[[ EXCERPTED DATA open ]]
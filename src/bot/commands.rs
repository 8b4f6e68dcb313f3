//! Slash-command parser for group and private chat text.
//!
//! Commands look like `/catch Violet Evergarden` or `/catch@SomeBot Violet Evergarden`.
//! Matching on the command word is case-insensitive; everything after the first run of
//! whitespace is the argument string, passed through untouched apart from trimming.
//! Text that does not start with `/` is not a command and feeds the spawn counter.
use log::trace;

/// Arguments for `/addchar <RARITY> <IMAGE_URL> <Name…> [| <Category>]`.
#[derive(Debug, Clone, PartialEq, Eq)]
pub struct AddCharArgs {
    pub rarity: String,
    pub image_url: String,
    pub name: String,
    pub category: Option<String>,
}

#[derive(Debug, Clone, PartialEq, Eq)]
pub enum BotCommand {
    Start,
    /// Claim attempt; the guess may be empty.
    Catch(String),
    Harem,
    AddChar(AddCharArgs),
    ListChars,
    Wipe,
    ClearSpawn,
    /// Recognised command with unusable arguments; carries a usage hint.
    Invalid(String),
    /// Slash command this bot does not handle.
    Unknown,
    /// Plain conversation.
    NotCommand,
}

pub const ADDCHAR_USAGE: &str =
    "Usage: /addchar <Rarity> <Image_URL> <Name> [| <Category>]\nExample: /addchar SSR https://i.imgur.com/link.jpg Violet Evergarden | Violet Evergarden";

/// Minimal chat command parser
pub struct CommandParser;

impl CommandParser {
    pub fn new() -> Self {
        Self
    }

    pub fn parse(&self, raw: &str) -> BotCommand {
        let trimmed = raw.trim();
        let Some(body) = trimmed.strip_prefix('/') else {
            return BotCommand::NotCommand;
        };
        let (word, args) = match body.find(char::is_whitespace) {
            Some(idx) => (&body[..idx], body[idx..].trim()),
            None => (body, ""),
        };
        // Drop an @botname suffix on the command word.
        let word = word.split('@').next().unwrap_or_default();
        let command = match word.to_ascii_lowercase().as_str() {
            "start" | "help" => BotCommand::Start,
            "catch" | "guess" => BotCommand::Catch(args.to_string()),
            "harem" | "collection" => BotCommand::Harem,
            "addchar" => Self::parse_addchar(args),
            "wang" | "chars" => BotCommand::ListChars,
            "wipe" => BotCommand::Wipe,
            "clearspawn" => BotCommand::ClearSpawn,
            _ => BotCommand::Unknown,
        };
        trace!("Parsed {:?} from '{}'", command, raw);
        command
    }

    fn parse_addchar(args: &str) -> BotCommand {
        let (main, category) = match args.split_once('|') {
            Some((main, category)) => (main.trim(), Some(category.trim().to_string())),
            None => (args, None),
        };
        let mut parts = main.split_whitespace();
        let (Some(rarity), Some(image_url)) = (parts.next(), parts.next()) else {
            return BotCommand::Invalid(ADDCHAR_USAGE.into());
        };
        let name = parts.collect::<Vec<_>>().join(" ");
        if name.is_empty() {
            return BotCommand::Invalid(ADDCHAR_USAGE.into());
        }
        BotCommand::AddChar(AddCharArgs {
            rarity: rarity.to_uppercase(),
            image_url: image_url.to_string(),
            name,
            category: category.filter(|c| !c.is_empty()),
        })
    }
}

impl Default for CommandParser {
    fn default() -> Self {
        Self::new()
    }
}
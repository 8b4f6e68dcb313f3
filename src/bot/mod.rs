//! # Bot Front-End
//!
//! Everything between the chat platform and the game core:
//!
//! - [`transport`] - inbound [`ChatEvent`](transport::ChatEvent) and outbound [`Outgoing`](transport::Outgoing) types
//! - [`commands`] - slash-command parsing
//! - [`server`] - the event loop that routes messages into the engine
//! - [`membership`] - join/leave handling
//! - [`replies`] - user-facing text
//! - `console` - stdin/stdout transport for local play (feature `console`)

pub mod commands;
#[cfg(feature = "console")]
pub mod console;
pub mod membership;
pub mod replies;
pub mod server;
pub mod transport;

pub use server::GameServer;
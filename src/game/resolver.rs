use chrono::Utc;
use log::{debug, info};

use super::registry::GroupSpawnRegistry;
use super::types::{CatchOutcome, CatchRecord, Claimer, GroupId};
use crate::logutil::escape_log;
use crate::storage::StoreError;

/// Claim state machine for a group's active spawn.
///
/// `Idle` (no spawn) and `Spawned` are not stored separately: the registry entry
/// is the state. A correct guess moves `Spawned` back to `Idle` through
/// [`GroupSpawnRegistry::claim`], which only succeeds for the spawn that was read.
#[derive(Clone)]
pub struct CatchResolver {
    registry: GroupSpawnRegistry,
}

impl CatchResolver {
    pub fn new(registry: GroupSpawnRegistry) -> Self {
        Self { registry }
    }

    pub fn attempt_catch(
        &self,
        group: GroupId,
        claimer: &Claimer,
        guessed_name: &str,
    ) -> Result<CatchOutcome, StoreError> {
        let Some(spawn) = self.registry.get(group)? else {
            return self.idle_outcome(group);
        };

        if !spawn.collectible.matches_guess(guessed_name) {
            debug!(
                "wrong guess '{}' by {} in group {}",
                escape_log(guessed_name),
                claimer.id,
                group
            );
            return Ok(CatchOutcome::WrongName);
        }

        let record = CatchRecord::new(claimer, &spawn, Utc::now());
        if !self.registry.claim(&spawn, &record)? {
            // Someone else resolved this spawn between our read and the commit.
            return self.idle_outcome(group);
        }

        info!(
            "{} ({}) caught '{}' in group {}",
            escape_log(&claimer.display_name),
            claimer.id,
            escape_log(&spawn.collectible.name),
            group
        );
        Ok(CatchOutcome::Success(spawn.collectible))
    }

    fn idle_outcome(&self, group: GroupId) -> Result<CatchOutcome, StoreError> {
        Ok(match self.registry.last_winner(group)? {
            Some(winner) => CatchOutcome::AlreadyCaughtBy(winner),
            None => CatchOutcome::NothingActive,
        })
    }
}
[[ EXCERPTED DATA closed ]]
**DIRECTIONS**
From the material above, state how many lines hold the word "crate", giving nothing but the number.

**OUTPUT FOR THIS TASK**
2